Today, Brooks argues vociferously that robots don’t simply kill jobs.
Instead, by lowering the cost of manufacturing in the United States, robots will contribute to rebuilding the nation’s manufacturing base in new factories with jobs for more skilled, albeit perhaps fewer, workers.

The debate over humans and machines continues dogging Brooks wherever he travels.
At the end of the school year in 2013, he spoke to the parents of graduating students at Brown University.
The ideas in his Baxter pitch were straightforward and ones that he assumed would be palatable to an Ivy League audience.
He was creating a generation of more intelligent tools for workers, he argued, and Baxter in particular was an example of the future of the factory floor, designed to be used and programmed by average workers.
But the mother of one of the students would have none of it.
She put up her hand and indignantly asked, “But what about jobs?
Aren’t these robots going to take away jobs?”
Patiently, Brooks explained himself again.
This was about collaborating with workers, not replacing them outright.
As of 2006 the United States was sending vast sums annually to China to pay for manufacturing there.

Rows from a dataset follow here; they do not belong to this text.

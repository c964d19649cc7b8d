//! Prefixed, time-encoded opaque identifiers.
//!
//! Every persisted record gets an id of the form
//! `<prefix><YYYYMMDDtHHMMSSz>_<base32>` where the suffix encodes ten
//! random bytes with a lowercase alphabet. The timestamp prefix keeps ids
//! roughly sortable by creation time; the random suffix makes them unique.

use chrono::Utc;

const ALPHABET: &[u8] = b"abcdefghijklmnopqrstuvwxyz234567";

fn base32_encode(data: &[u8]) -> String {
    let mut bits = 0u32;
    let mut value = 0u32;
    let mut out = String::new();
    for &byte in data {
        value = (value << 8) | byte as u32;
        bits += 8;
        while bits >= 5 {
            let index = (value >> (bits - 5)) & 31;
            out.push(ALPHABET[index as usize] as char);
            bits -= 5;
        }
    }
    if bits > 0 {
        out.push(ALPHABET[((value << (5 - bits)) & 31) as usize] as char);
    }
    out
}

fn new_id(prefix: &str) -> String {
    let raw = uuid::Uuid::new_v4();
    let enc = base32_encode(&raw.as_bytes()[..10]);
    let stamp = Utc::now().format("%Y%m%dt%H%M%Sz");
    format!("{prefix}{stamp}_{enc}")
}

pub fn new_run_id() -> String {
    new_id("run_")
}

pub fn new_step_id() -> String {
    new_id("step_")
}

pub fn new_session_id() -> String {
    new_id("sess_")
}

pub fn new_message_id() -> String {
    new_id("msg_")
}

pub fn new_turn_id() -> String {
    new_id("turn_")
}

pub fn new_tool_call_id() -> String {
    new_id("call_")
}

pub fn new_attachment_id() -> String {
    new_id("att_")
}
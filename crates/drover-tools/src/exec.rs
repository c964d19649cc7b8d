//! Subprocess runner.
//!
//! Commands run under `/bin/bash -lc` with the workspace as cwd. The child
//! is killed when the timeout elapses or the cancel token fires, whichever
//! comes first; a completed process always yields a [`CmdResult`], non-zero
//! exits included.

use std::collections::HashMap;
use std::path::{Path, PathBuf};
use std::time::{Duration, Instant};

use serde::Serialize;
use tokio::process::Command;

use drover_domain::cancel::CancelToken;
use drover_domain::{Error, Result};

const DEFAULT_TIMEOUT: Duration = Duration::from_secs(10 * 60);

#[derive(Debug, Clone, Serialize)]
pub struct CmdResult {
    pub cmd: String,
    pub exit_code: i32,
    pub stdout: String,
    pub stderr: String,
    pub duration_ms: u64,
}

#[derive(Default)]
pub struct ExecOptions<'a> {
    pub dir: Option<&'a Path>,
    pub env: Option<&'a HashMap<String, String>>,
    pub timeout: Option<Duration>,
    pub cancel: Option<&'a CancelToken>,
}

/// Run a shell command to completion.
///
/// Returns `Ok` with the captured output for any exit status; `Err` only
/// for spawn failures, timeouts, and cancellation.
pub async fn run_command(cmd: &str, opts: ExecOptions<'_>) -> Result<CmdResult> {
    if cmd.trim().is_empty() {
        return Err(Error::InvalidInput("cmd is empty".into()));
    }
    let timeout = opts.timeout.unwrap_or(DEFAULT_TIMEOUT);
    let start = Instant::now();

    let mut command = Command::new("/bin/bash");
    command
        .arg("-lc")
        .arg(cmd)
        .stdout(std::process::Stdio::piped())
        .stderr(std::process::Stdio::piped())
        .stdin(std::process::Stdio::null())
        .kill_on_drop(true);
    if let Some(dir) = opts.dir {
        command.current_dir(dir);
    }
    if let Some(env) = opts.env {
        command.envs(env);
    }

    let child = command.spawn()?;
    let output_fut = child.wait_with_output();
    tokio::pin!(output_fut);

    // Dropping the pinned future kills the child (kill_on_drop).
    let output = tokio::select! {
        output = &mut output_fut => output?,
        _ = wait_cancelled(opts.cancel) => {
            let reason = opts.cancel.map(|t| t.reason()).unwrap_or_else(|| "canceled".into());
            return Err(Error::Canceled(reason));
        }
        _ = tokio::time::sleep(timeout) => {
            return Err(Error::Timeout(format!(
                "command timed out after {}s: {cmd}",
                timeout.as_secs()
            )));
        }
    };

    Ok(CmdResult {
        cmd: cmd.to_owned(),
        exit_code: output.status.code().unwrap_or(1),
        stdout: String::from_utf8_lossy(&output.stdout).into_owned(),
        stderr: String::from_utf8_lossy(&output.stderr).into_owned(),
        duration_ms: start.elapsed().as_millis() as u64,
    })
}

async fn wait_cancelled(cancel: Option<&CancelToken>) {
    match cancel {
        Some(token) => token.cancelled().await,
        None => std::future::pending().await,
    }
}

/// Resolve a command against `PATH`.
pub fn look_path(cmd: &str) -> Option<PathBuf> {
    if cmd.is_empty() {
        return None;
    }
    if cmd.contains('/') {
        let path = PathBuf::from(cmd);
        return path.is_file().then_some(path);
    }
    let paths = std::env::var_os("PATH")?;
    std::env::split_paths(&paths)
        .map(|dir| dir.join(cmd))
        .find(|candidate| candidate.is_file())
}

#[cfg(test)]
mod tests {
    use super::*;

    #[tokio::test]
    async fn captures_stdout_and_exit_code() {
        let res = run_command("echo hello", ExecOptions::default()).await.unwrap();
        assert_eq!(res.exit_code, 0);
        assert_eq!(res.stdout, "hello\n");
        assert_eq!(res.cmd, "echo hello");
    }

    #[tokio::test]
    async fn nonzero_exit_is_not_an_error() {
        let res = run_command("exit 3", ExecOptions::default()).await.unwrap();
        assert_eq!(res.exit_code, 3);
    }

    #[tokio::test]
    async fn captures_stderr() {
        let res = run_command("echo oops >&2; false", ExecOptions::default())
            .await
            .unwrap();
        assert_eq!(res.stderr, "oops\n");
        assert_ne!(res.exit_code, 0);
    }

    #[tokio::test]
    async fn runs_in_given_directory() {
        let dir = tempfile::tempdir().unwrap();
        std::fs::write(dir.path().join("marker.txt"), "x").unwrap();
        let res = run_command(
            "ls",
            ExecOptions {
                dir: Some(dir.path()),
                ..Default::default()
            },
        )
        .await
        .unwrap();
        assert!(res.stdout.contains("marker.txt"));
    }

    #[tokio::test]
    async fn timeout_kills_the_child() {
        let start = Instant::now();
        let err = run_command(
            "sleep 5",
            ExecOptions {
                timeout: Some(Duration::from_millis(100)),
                ..Default::default()
            },
        )
        .await
        .unwrap_err();
        assert!(matches!(err, Error::Timeout(_)));
        assert!(start.elapsed() < Duration::from_secs(2));
    }

    #[tokio::test]
    async fn cancel_kills_the_child_promptly() {
        let token = CancelToken::new();
        let killer = token.clone();
        tokio::spawn(async move {
            tokio::time::sleep(Duration::from_millis(100)).await;
            killer.cancel_with_reason("operator cancel");
        });

        let start = Instant::now();
        let err = run_command(
            "sleep 10",
            ExecOptions {
                cancel: Some(&token),
                ..Default::default()
            },
        )
        .await
        .unwrap_err();
        match err {
            Error::Canceled(reason) => assert_eq!(reason, "operator cancel"),
            other => panic!("expected Canceled, got {other}"),
        }
        assert!(start.elapsed() < Duration::from_millis(600));
    }

    #[test]
    fn look_path_finds_common_binaries() {
        assert!(look_path("sh").is_some());
        assert!(look_path("definitely-not-a-binary-zzz").is_none());
        assert!(look_path("").is_none());
    }
}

That money could provide more jobs for U.S.
workers, he pointed out.
You’re just speaking locally, she retorted.
What about globally?
Brooks threw up his hands.
China, he contended, needs robots even more than the United States does.
Because of their demographics and particularly the one-child policy, the Chinese will soon face a shortage of manufacturing workers.
The deeper point that Brooks felt he couldn’t get across to a group of highly educated upper-middle-class parents was that the repetitive jobs
Baxter will destroy are not high-quality ones that should be preserved.
When the Rethink engineers went into factories, they asked the workers whether they wanted their children to have similar jobs.
“Not one of them said yes,” he noted.